//! WebGPU rendering module
//!
//! Triangle-list rendering: every frame rebuilds the scene vertex list from
//! site state and streams it through one colored-vertex pipeline.

pub mod pipeline;
pub mod scene;
pub mod shapes;
pub mod vertex;

pub use pipeline::RenderState;
pub use scene::site_scene;
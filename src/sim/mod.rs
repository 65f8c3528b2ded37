//! Deterministic excavation module
//!
//! All dig logic lives here. This module must be pure and deterministic:
//! - Seeded RNG only
//! - Append, recompute, discovery-scan order fixed within each sample
//! - No rendering or platform dependencies

pub mod catalog;
mod dig;
pub mod state;

pub use catalog::{builtin_catalog, Artifact};
pub use state::{DigDisk, SiteEvent, Sparkle, SiteState};
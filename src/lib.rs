//! Dig Site - an interactive archaeological dig canvas
//!
//! Core modules:
//! - `sim`: Deterministic excavation state (disks, coverage, discoveries)
//! - `renderer`: WebGPU rendering pipeline
//! - `settings`: Visual/accessibility preferences

pub mod renderer;
pub mod settings;
pub mod sim;

pub use settings::{QualityPreset, Settings};

/// Site configuration constants
pub mod consts {
    /// Default surface dimensions (CSS pixels) when the host gives no size
    pub const SURFACE_WIDTH: f32 = 800.0;
    pub const SURFACE_HEIGHT: f32 = 600.0;

    /// Disks appended per pointer sample
    pub const DISKS_PER_SAMPLE: usize = 2;
    /// Sample jitter half-range: disk centers land within ±this of the pointer
    pub const SAMPLE_JITTER: f32 = 10.0;
    /// Disk radius range [min, max)
    pub const DISK_RADIUS_MIN: f32 = 8.0;
    pub const DISK_RADIUS_MAX: f32 = 20.0;

    /// How long a dig dust mote lives in the DOM
    pub const DUST_LIFETIME_MS: i32 = 1_000;

    /// Discovery flourish: fade time, sparkle count, sparkle radius range
    pub const FLOURISH_SECS: f32 = 1.0;
    pub const FLOURISH_SPARKLES: usize = 20;
    pub const SPARKLE_RADIUS_MIN: f32 = 1.0;
    pub const SPARKLE_RADIUS_MAX: f32 = 4.0;

    /// Gold frame drawn around the site on discovery
    pub const FRAME_INSET: f32 = 10.0;
    pub const FRAME_WIDTH: f32 = 5.0;
}

/// Area of an excavated disk
#[inline]
pub fn disk_area(radius: f32) -> f32 {
    std::f32::consts::PI * radius * radius
}
//! WebGPU render pipeline setup

use glam::Vec2;
use wgpu::util::DeviceExt;

use super::vertex::Vertex;

/// Main render state
pub struct RenderState {
    pub surface: wgpu::Surface<'static>,
    pub device: wgpu::Device,
    pub queue: wgpu::Queue,
    pub config: wgpu::SurfaceConfiguration,
    pub pipeline: wgpu::RenderPipeline,
    pub vertex_buffer: wgpu::Buffer,
    pub vertex_count: u32,
    /// Viewport size in pixels
    pub size: (u32, u32),
    /// Site dimensions in surface units, for coordinate mapping
    pub site_size: Vec2,
}

impl RenderState {
    pub async fn new(
        surface: wgpu::Surface<'static>,
        adapter: &wgpu::Adapter,
        width: u32,
        height: u32,
        site_size: Vec2,
    ) -> Self {
        let (device, queue) = adapter
            .request_device(&wgpu::DeviceDescriptor {
                label: Some("dig-site-device"),
                required_features: wgpu::Features::empty(),
                required_limits: wgpu::Limits::downlevel_webgl2_defaults(),
                memory_hints: Default::default(),
                trace: Default::default(),
                experimental_features: Default::default(),
            })
            .await
            .expect("Failed to create device");

        let surface_caps = surface.get_capabilities(adapter);
        let surface_format = surface_caps
            .formats
            .iter()
            .find(|f| f.is_srgb())
            .copied()
            .unwrap_or(surface_caps.formats[0]);

        let config = wgpu::SurfaceConfiguration {
            usage: wgpu::TextureUsages::RENDER_ATTACHMENT,
            format: surface_format,
            width,
            height,
            present_mode: wgpu::PresentMode::AutoVsync,
            alpha_mode: surface_caps.alpha_modes[0],
            view_formats: vec![],
            desired_maximum_frame_latency: 2,
        };
        surface.configure(&device, &config);

        // Create shader module
        let shader = device.create_shader_module(wgpu::ShaderModuleDescriptor {
            label: Some("shader"),
            source: wgpu::ShaderSource::Wgsl(include_str!("shader.wgsl").into()),
        });

        // Create pipeline
        let pipeline_layout = device.create_pipeline_layout(&wgpu::PipelineLayoutDescriptor {
            label: Some("pipeline_layout"),
            bind_group_layouts: &[],
            immediate_size: 0,
        });

        let pipeline = device.create_render_pipeline(&wgpu::RenderPipelineDescriptor {
            label: Some("render_pipeline"),
            layout: Some(&pipeline_layout),
            vertex: wgpu::VertexState {
                module: &shader,
                entry_point: Some("vs_main"),
                buffers: &[Vertex::desc()],
                compilation_options: Default::default(),
            },
            fragment: Some(wgpu::FragmentState {
                module: &shader,
                entry_point: Some("fs_main"),
                targets: &[Some(wgpu::ColorTargetState {
                    format: config.format,
                    blend: Some(wgpu::BlendState::ALPHA_BLENDING),
                    write_mask: wgpu::ColorWrites::ALL,
                })],
                compilation_options: Default::default(),
            }),
            primitive: wgpu::PrimitiveState {
                topology: wgpu::PrimitiveTopology::TriangleList,
                strip_index_format: None,
                front_face: wgpu::FrontFace::Ccw,
                cull_mode: None,
                polygon_mode: wgpu::PolygonMode::Fill,
                unclipped_depth: false,
                conservative: false,
            },
            depth_stencil: None,
            multisample: wgpu::MultisampleState::default(),
            multiview_mask: None,
            cache: None,
        });

        // Initial vertex buffer, replaced on the first frame
        let vertex_buffer = device.create_buffer_init(&wgpu::util::BufferInitDescriptor {
            label: Some("vertex_buffer"),
            contents: bytemuck::cast_slice(&[Vertex::new(Vec2::ZERO, [1.0; 4])]),
            usage: wgpu::BufferUsages::VERTEX,
        });

        Self {
            surface,
            device,
            queue,
            config,
            pipeline,
            vertex_buffer,
            vertex_count: 0,
            size: (width, height),
            site_size,
        }
    }

    pub fn resize(&mut self, new_width: u32, new_height: u32) {
        if new_width > 0 && new_height > 0 {
            self.size = (new_width, new_height);
            self.config.width = new_width;
            self.config.height = new_height;
            self.surface.configure(&self.device, &self.config);
        }
    }

    /// Convert surface coordinates to normalized device coordinates
    /// Surface origin is top-left with y down; NDC is -1 to 1 with y up
    pub fn to_ndc(&self, x: f32, y: f32) -> (f32, f32) {
        (
            x / self.site_size.x * 2.0 - 1.0,
            1.0 - y / self.site_size.y * 2.0,
        )
    }

    /// Upload vertices and render
    pub fn render(&mut self, vertices: &[Vertex]) -> Result<(), wgpu::SurfaceError> {
        // Convert vertices to NDC
        let ndc_vertices: Vec<Vertex> = vertices
            .iter()
            .map(|v| {
                let (x, y) = self.to_ndc(v.position[0], v.position[1]);
                Vertex::new(Vec2::new(x, y), v.color)
            })
            .collect();

        // Recreate buffer each frame; the disk list grows without bound
        self.vertex_buffer = self
            .device
            .create_buffer_init(&wgpu::util::BufferInitDescriptor {
                label: Some("vertex_buffer"),
                contents: bytemuck::cast_slice(&ndc_vertices),
                usage: wgpu::BufferUsages::VERTEX,
            });
        self.vertex_count = ndc_vertices.len() as u32;

        let output = self.surface.get_current_texture()?;
        let view = output
            .texture
            .create_view(&wgpu::TextureViewDescriptor::default());

        let mut encoder = self
            .device
            .create_command_encoder(&wgpu::CommandEncoderDescriptor {
                label: Some("render_encoder"),
            });

        {
            let mut render_pass = encoder.begin_render_pass(&wgpu::RenderPassDescriptor {
                label: Some("render_pass"),
                color_attachments: &[Some(wgpu::RenderPassColorAttachment {
                    view: &view,
                    resolve_target: None,
                    ops: wgpu::Operations {
                        // Deep-soil brown; fills the corners past the
                        // background gradient's rim
                        load: wgpu::LoadOp::Clear(wgpu::Color {
                            r: 0.26,
                            g: 0.056,
                            b: 0.004,
                            a: 1.0,
                        }),
                        store: wgpu::StoreOp::Store,
                    },
                    depth_slice: None,
                })],
                depth_stencil_attachment: None,
                timestamp_writes: None,
                occlusion_query_set: None,
                multiview_mask: None,
            });

            render_pass.set_pipeline(&self.pipeline);
            render_pass.set_vertex_buffer(0, self.vertex_buffer.slice(..));
            render_pass.draw(0..self.vertex_count, 0..1);
        }

        self.queue.submit(std::iter::once(encoder.finish()));
        output.present();

        Ok(())
    }
}
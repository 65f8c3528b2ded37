//! Vertex types for 2D rendering

use bytemuck::{Pod, Zeroable};
use glam::Vec2;

/// Simple 2D vertex with position and color
#[repr(C)]
#[derive(Copy, Clone, Debug, Pod, Zeroable)]
pub struct Vertex {
    pub position: [f32; 2],
    pub color: [f32; 4],
}

impl Vertex {
    pub fn new(pos: Vec2, color: [f32; 4]) -> Self {
        Self {
            position: pos.to_array(),
            color,
        }
    }

    pub fn desc() -> wgpu::VertexBufferLayout<'static> {
        wgpu::VertexBufferLayout {
            array_stride: std::mem::size_of::<Vertex>() as wgpu::BufferAddress,
            step_mode: wgpu::VertexStepMode::Vertex,
            attributes: &[
                wgpu::VertexAttribute {
                    offset: 0,
                    shader_location: 0,
                    format: wgpu::VertexFormat::Float32x2,
                },
                wgpu::VertexAttribute {
                    offset: std::mem::size_of::<[f32; 2]>() as wgpu::BufferAddress,
                    shader_location: 1,
                    format: wgpu::VertexFormat::Float32x4,
                },
            ],
        }
    }
}

/// Colors for site elements (linear RGB, matched to the CSS soil palette)
pub mod colors {
    /// Sunlit topsoil at the gradient center (#D2691E)
    pub const SOIL_LIGHT: [f32; 4] = [0.65, 0.14, 0.012, 1.0];
    /// Mid-depth soil (#A0522D)
    pub const SOIL_MID: [f32; 4] = [0.36, 0.082, 0.022, 1.0];
    /// Deep soil toward the surface edge (#8B4513)
    pub const SOIL_DARK: [f32; 4] = [0.26, 0.056, 0.004, 1.0];
    /// Excavated ground (#654321)
    pub const EXCAVATED: [f32; 4] = [0.13, 0.053, 0.012, 1.0];
    /// Discovery frame and sparkles (#FFD700)
    pub const GOLD: [f32; 4] = [1.0, 0.69, 0.0, 1.0];
}
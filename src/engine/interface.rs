use std::sync::mpsc::Sender;

use crate::filters::Filters;
use crate::types::{Issue, MetadataMap, Project};

/// Handle to the backend engine held by the UI layer.
///
/// Cheaply cloneable. When the last handle is dropped the sender channel
/// closes, signalling the engine to shut down.
#[derive(Clone)]
pub struct EngineHandle {
    tx: tokio::sync::mpsc::UnboundedSender<Request>,
}

impl EngineHandle {
    pub(super) fn new(tx: tokio::sync::mpsc::UnboundedSender<Request>) -> Self {
        Self { tx }
    }

    /// Send a request to the engine. Non-blocking — returns immediately.
    pub fn send(&self, req: Request) {
        // Ignore errors: if the receiver is gone the engine has already shut down.
        let _ = self.tx.send(req);
    }
}

/// Trait implemented by both `TaigaEngine` and `StubEngine`.
pub trait Engine: Send + 'static {
    fn start(self) -> EngineHandle;
}

/// All operations the UI layer can send to the engine.
pub enum Request {
    /// Fetch the configured projects and their metadata catalogs.
    FetchProjects { reply_tx: Sender<Event> },
    /// Fetch the issue list for the given filter snapshot.
    FetchIssues {
        filters: Filters,
        /// Skip the cache and fetch fresh data from the API.
        force: bool,
        reply_tx: Sender<Event>,
    },
    Shutdown,
}

/// All events the engine can push back to the UI.
pub enum Event {
    ProjectsFetched {
        projects: Vec<Project>,
        metadata: MetadataMap,
    },
    IssuesFetched {
        issues: Vec<Issue>,
    },
    /// Unified error event for all fetch failures.
    FetchError {
        context: String,
        message: String,
    },
}
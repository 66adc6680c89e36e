//! Wire types for the Taiga v1 REST API.
//!
//! Field names mirror the API payloads; conversion into the domain types in
//! [`crate::types`] happens at the edge so the rest of the crate never sees
//! wire shapes.

use chrono::{DateTime, Utc};
use serde::Deserialize;

use crate::types::{CatalogEntry, Issue, Member, Project, ProjectMetadata};

#[derive(Debug, Clone, Deserialize)]
pub struct IssueStatusExtraInfo {
    pub name: String,
    pub color: String,
    #[serde(default)]
    pub is_closed: bool,
}

#[derive(Debug, Clone, Deserialize)]
pub struct UserExtraInfo {
    pub username: String,
    pub full_name_display: String,
    #[serde(default)]
    pub photo: Option<String>,
}

#[derive(Debug, Clone, Deserialize)]
pub struct IssueDto {
    pub id: i64,
    pub subject: String,
    pub project: i64,
    pub status: i64,
    #[serde(default)]
    pub status_extra_info: Option<IssueStatusExtraInfo>,
    #[serde(default)]
    pub assigned_to: Option<i64>,
    #[serde(default)]
    pub assigned_to_extra_info: Option<UserExtraInfo>,
    #[serde(default)]
    pub modified_date: Option<String>,
    #[serde(default)]
    pub priority: Option<i64>,
    #[serde(default)]
    pub severity: Option<i64>,
    #[serde(default, rename = "type")]
    pub issue_type: Option<i64>,
}

impl From<IssueDto> for Issue {
    fn from(dto: IssueDto) -> Self {
        Self {
            id: dto.id,
            subject: dto.subject,
            project: dto.project,
            status: dto.status,
            status_name: dto.status_extra_info.as_ref().map(|s| s.name.clone()),
            status_color: dto.status_extra_info.as_ref().map(|s| s.color.clone()),
            assigned_to: dto.assigned_to,
            assigned_to_name: dto
                .assigned_to_extra_info
                .as_ref()
                .map(|u| u.full_name_display.clone()),
            modified_date: dto.modified_date.as_deref().and_then(parse_timestamp),
            priority: dto.priority,
            severity: dto.severity,
            issue_type: dto.issue_type,
        }
    }
}

/// Taiga serves RFC 3339 timestamps; anything else degrades to `None`.
fn parse_timestamp(s: &str) -> Option<DateTime<Utc>> {
    DateTime::parse_from_rfc3339(s)
        .ok()
        .map(|dt| dt.with_timezone(&Utc))
}

#[derive(Debug, Clone, Deserialize)]
pub struct CatalogEntryDto {
    pub id: i64,
    pub name: String,
    pub color: String,
    #[serde(default)]
    pub order: i64,
}

impl From<CatalogEntryDto> for CatalogEntry {
    fn from(dto: CatalogEntryDto) -> Self {
        Self {
            id: dto.id,
            name: dto.name,
            color: dto.color,
            order: dto.order,
        }
    }
}

#[derive(Debug, Clone, Deserialize)]
pub struct MemberDto {
    pub id: i64,
    pub full_name: String,
}

/// Project detail payload; the list endpoint returns a reduced shape but the
/// dashboard always loads details to get the catalogs.
#[derive(Debug, Clone, Deserialize)]
pub struct ProjectDto {
    pub id: i64,
    pub name: String,
    #[serde(default)]
    pub slug: String,
    #[serde(default)]
    pub issue_statuses: Option<Vec<CatalogEntryDto>>,
    #[serde(default)]
    pub members: Option<Vec<MemberDto>>,
    #[serde(default)]
    pub priorities: Option<Vec<CatalogEntryDto>>,
    #[serde(default)]
    pub severities: Option<Vec<CatalogEntryDto>>,
    #[serde(default)]
    pub issue_types: Option<Vec<CatalogEntryDto>>,
}

impl ProjectDto {
    /// Split the detail payload into the project row and its metadata.
    pub fn into_parts(self) -> (Project, ProjectMetadata) {
        let convert =
            |v: Option<Vec<CatalogEntryDto>>| -> Vec<CatalogEntry> {
                v.unwrap_or_default().into_iter().map(Into::into).collect()
            };
        let members = self
            .members
            .unwrap_or_default()
            .into_iter()
            .map(|m| Member {
                id: m.id,
                full_name: m.full_name,
            })
            .collect();

        let metadata = ProjectMetadata {
            statuses: convert(self.issue_statuses),
            members,
            priorities: convert(self.priorities),
            severities: convert(self.severities),
            issue_types: convert(self.issue_types),
        };
        let project = Project {
            id: self.id,
            name: self.name,
            slug: self.slug,
        };
        (project, metadata)
    }
}

#[cfg(test)]
mod tests {
    use super::*;

    #[test]
    fn issue_dto_maps_extra_info() {
        let json = r##"{
            "id": 123,
            "subject": "Broken layout",
            "project": 7,
            "status": 2,
            "status_extra_info": {"name": "In progress", "color": "#ff9900", "is_closed": false},
            "assigned_to": 42,
            "assigned_to_extra_info": {"username": "ada", "full_name_display": "Ada Byron"},
            "modified_date": "2026-01-02T12:00:00Z",
            "priority": 3,
            "severity": 4,
            "type": 5
        }"##;
        let dto: IssueDto = serde_json::from_str(json).expect("valid issue payload");
        let issue: Issue = dto.into();
        assert_eq!(issue.status_name.as_deref(), Some("In progress"));
        assert_eq!(issue.status_color.as_deref(), Some("#ff9900"));
        assert_eq!(issue.assigned_to_name.as_deref(), Some("Ada Byron"));
        assert_eq!(issue.issue_type, Some(5));
        assert!(issue.modified_date.is_some());
    }

    #[test]
    fn minimal_issue_dto_maps_to_none_fields() {
        let json = r#"{"id": 1, "subject": "x", "project": 1, "status": 1}"#;
        let dto: IssueDto = serde_json::from_str(json).expect("valid minimal payload");
        let issue: Issue = dto.into();
        assert!(issue.status_name.is_none());
        assert!(issue.priority.is_none());
        assert!(issue.modified_date.is_none());
    }

    #[test]
    fn bad_timestamp_degrades_to_none() {
        assert!(parse_timestamp("not-a-date").is_none());
    }
}
use iocraft::prelude::*;

use crate::color::{Color as AppColor, ColorDepth};
use crate::components::dropdown::{
    DropdownBuildConfig, DropdownListState, FilterDropdown, RenderedFilterDropdown,
};
use crate::components::filter_bar::{
    AddFilterMenu, DropdownSet, FilterBar, FilterBarBuildConfig, RenderedAddFilterMenu,
    RenderedFilterBar, anchor_target, available_dimensions, build_chips,
};
use crate::components::footer::{Footer, RenderedFooter, format_counts};
use crate::components::table::{
    Cell, Column, RenderedTable, Row, ScrollableTable, Span, TableBuildConfig,
};
use crate::engine::{EngineHandle, Event, Request};
use crate::filters::{Dimension, Filters};
use crate::labels::ResolvedLabels;
use crate::metadata;
use crate::search;
use crate::theme::{Background, ResolvedTheme};
use crate::types::{Issue, MetadataMap, Project};

// ---------------------------------------------------------------------------
// Column definitions
// ---------------------------------------------------------------------------

fn issue_columns(labels: &ResolvedLabels) -> Vec<Column> {
    vec![
        Column {
            id: "subject".to_owned(),
            header: labels.col_subject.clone(),
            default_width_pct: 0.34,
            align: TextAlign::Left,
            fixed_width: None,
        },
        Column {
            id: "project".to_owned(),
            header: labels.col_project.clone(),
            default_width_pct: 0.12,
            align: TextAlign::Left,
            fixed_width: None,
        },
        Column {
            id: "status".to_owned(),
            header: labels.col_status.clone(),
            default_width_pct: 0.14,
            align: TextAlign::Left,
            fixed_width: None,
        },
        Column {
            id: "priority_severity".to_owned(),
            header: labels.col_priority_severity.clone(),
            default_width_pct: 0.14,
            align: TextAlign::Left,
            fixed_width: None,
        },
        Column {
            id: "type".to_owned(),
            header: labels.col_type.clone(),
            default_width_pct: 0.12,
            align: TextAlign::Left,
            fixed_width: None,
        },
        Column {
            id: "assignee".to_owned(),
            header: labels.col_assignee.clone(),
            default_width_pct: 0.14,
            align: TextAlign::Left,
            fixed_width: None,
        },
        Column {
            id: "modified".to_owned(),
            header: labels.col_modified.clone(),
            default_width_pct: 0.0,
            align: TextAlign::Right,
            fixed_width: Some(8),
        },
    ]
}

/// Convert an `Issue` into a table `Row`.
///
/// Priority, severity and type are resolved once here, at row scope, and the
/// results feed every cell of the row — cells never re-scan the catalogs.
#[allow(clippy::too_many_arguments)]
fn issue_to_row(
    issue: &Issue,
    metadata: &MetadataMap,
    projects: &[Project],
    theme: &ResolvedTheme,
    labels: &ResolvedLabels,
    background: Background,
    date_format: &str,
) -> Row {
    let priority = metadata::resolve(issue, Dimension::Priority, metadata);
    let severity = metadata::resolve(issue, Dimension::Severity, metadata);
    let issue_type = metadata::resolve(issue, Dimension::Type, metadata);

    let mut row = Row::new();

    // Subject: "#id Subject"
    row.insert(
        "subject".to_owned(),
        Cell::from_spans(vec![
            Span::colored(format!("#{} ", issue.id), theme.text_faint),
            Span::colored(issue.subject.clone(), theme.text_primary),
        ]),
    );

    row.insert(
        "project".to_owned(),
        Cell::colored(
            metadata::project_name(projects, issue.project),
            theme.text_secondary,
        ),
    );

    // Status badge straight from the denormalized fields — no catalog lookup.
    let status_color = issue
        .status_color
        .as_deref()
        .and_then(AppColor::parse_catalog)
        .unwrap_or(theme.text_secondary);
    let status_name = issue
        .status_name
        .clone()
        .unwrap_or_else(|| issue.status.to_string());
    row.insert(
        "status".to_owned(),
        Cell::from_spans(vec![Span::badge(
            format!(" \u{25cf} {status_name} "),
            status_color,
            status_color.tint(background),
        )]),
    );

    // Priority over severity, stacked inside one cell.
    let mini_row = |entry: Option<&crate::types::CatalogEntry>| -> Vec<Span> {
        match entry {
            Some(e) => {
                let color = AppColor::parse_catalog(&e.color).unwrap_or(theme.text_secondary);
                vec![
                    Span::colored("\u{25cf} ".to_owned(), color),
                    Span::colored(e.name.clone(), theme.text_secondary),
                ]
            }
            None => vec![Span::colored(labels.placeholder.clone(), theme.text_faint)],
        }
    };
    row.insert(
        "priority_severity".to_owned(),
        Cell::from_spans(mini_row(priority)).with_secondary(mini_row(severity)),
    );

    let type_cell = match issue_type {
        Some(e) => {
            let color = AppColor::parse_catalog(&e.color).unwrap_or(theme.text_secondary);
            Cell::from_spans(vec![Span::badge(
                format!(" \u{25cf} {} ", e.name),
                color,
                color.tint(background),
            )])
        }
        None => Cell::colored(labels.placeholder.clone(), theme.text_faint),
    };
    row.insert("type".to_owned(), type_cell);

    let assignee_cell = match &issue.assigned_to_name {
        Some(name) => Cell::colored(name.clone(), theme.text_actor),
        None => Cell::colored(labels.unassigned.clone(), theme.text_faint),
    };
    row.insert("assignee".to_owned(), assignee_cell);

    let modified = issue
        .modified_date
        .as_ref()
        .map_or_else(String::new, |dt| crate::util::format_date(dt, date_format));
    row.insert(
        "modified".to_owned(),
        Cell::colored(modified, theme.text_faint),
    );

    row
}

// ---------------------------------------------------------------------------
// View state
// ---------------------------------------------------------------------------

/// Data pushed up by the engine.
#[derive(Debug, Clone)]
struct DashboardData {
    issues: Vec<Issue>,
    projects: Vec<Project>,
    metadata: MetadataMap,
    loading: bool,
    error: Option<String>,
}

impl Default for DashboardData {
    fn default() -> Self {
        Self {
            issues: Vec::new(),
            projects: Vec::new(),
            metadata: MetadataMap::new(),
            loading: true,
            error: None,
        }
    }
}

/// Editing state of the one dropdown currently receiving keys.
#[derive(Debug, Clone)]
struct DropdownEdit {
    dimension: Dimension,
    list: DropdownListState,
}

// ---------------------------------------------------------------------------
// IssuesView component
// ---------------------------------------------------------------------------

#[derive(Default, Props)]
pub struct IssuesViewProps<'a> {
    /// Engine handle.
    pub engine: Option<&'a EngineHandle>,
    pub theme: Option<&'a ResolvedTheme>,
    pub labels: Option<&'a ResolvedLabels>,
    pub color_depth: ColorDepth,
    pub background: Option<Background>,
    pub width: u16,
    pub height: u16,
    pub date_format: Option<&'a str>,
    pub show_filter_count: bool,
    pub show_separator: bool,
    pub should_exit: Option<State<bool>>,
    /// Set to the issue id when the user activates a row.
    pub on_issue_select: Option<State<Option<i64>>>,
}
........
• [Aim of the exercise]
Look above for the line holding "render_pass.draw(0..self.vertex_count, 0..1);", then set down exactly that line and every line after it up to and including the line holding "pub fn desc()", with nothing else.

• [Task result]
            render_pass.draw(0..self.vertex_count, 0..1);
        }

        self.queue.submit(std::iter::once(encoder.finish()));
        output.present();

        Ok(())
    }
}
repository 65f8c3528b2ded37
//! Vertex types for 2D rendering

use bytemuck::{Pod, Zeroable};
use glam::Vec2;

/// Simple 2D vertex with position and color
#[repr(C)]
#[derive(Copy, Clone, Debug, Pod, Zeroable)]
pub struct Vertex {
    pub position: [f32; 2],
    pub color: [f32; 4],
}

impl Vertex {
    pub fn new(pos: Vec2, color: [f32; 4]) -> Self {
        Self {
            position: pos.to_array(),
            color,
        }
    }

    pub fn desc() -> wgpu::VertexBufferLayout<'static> {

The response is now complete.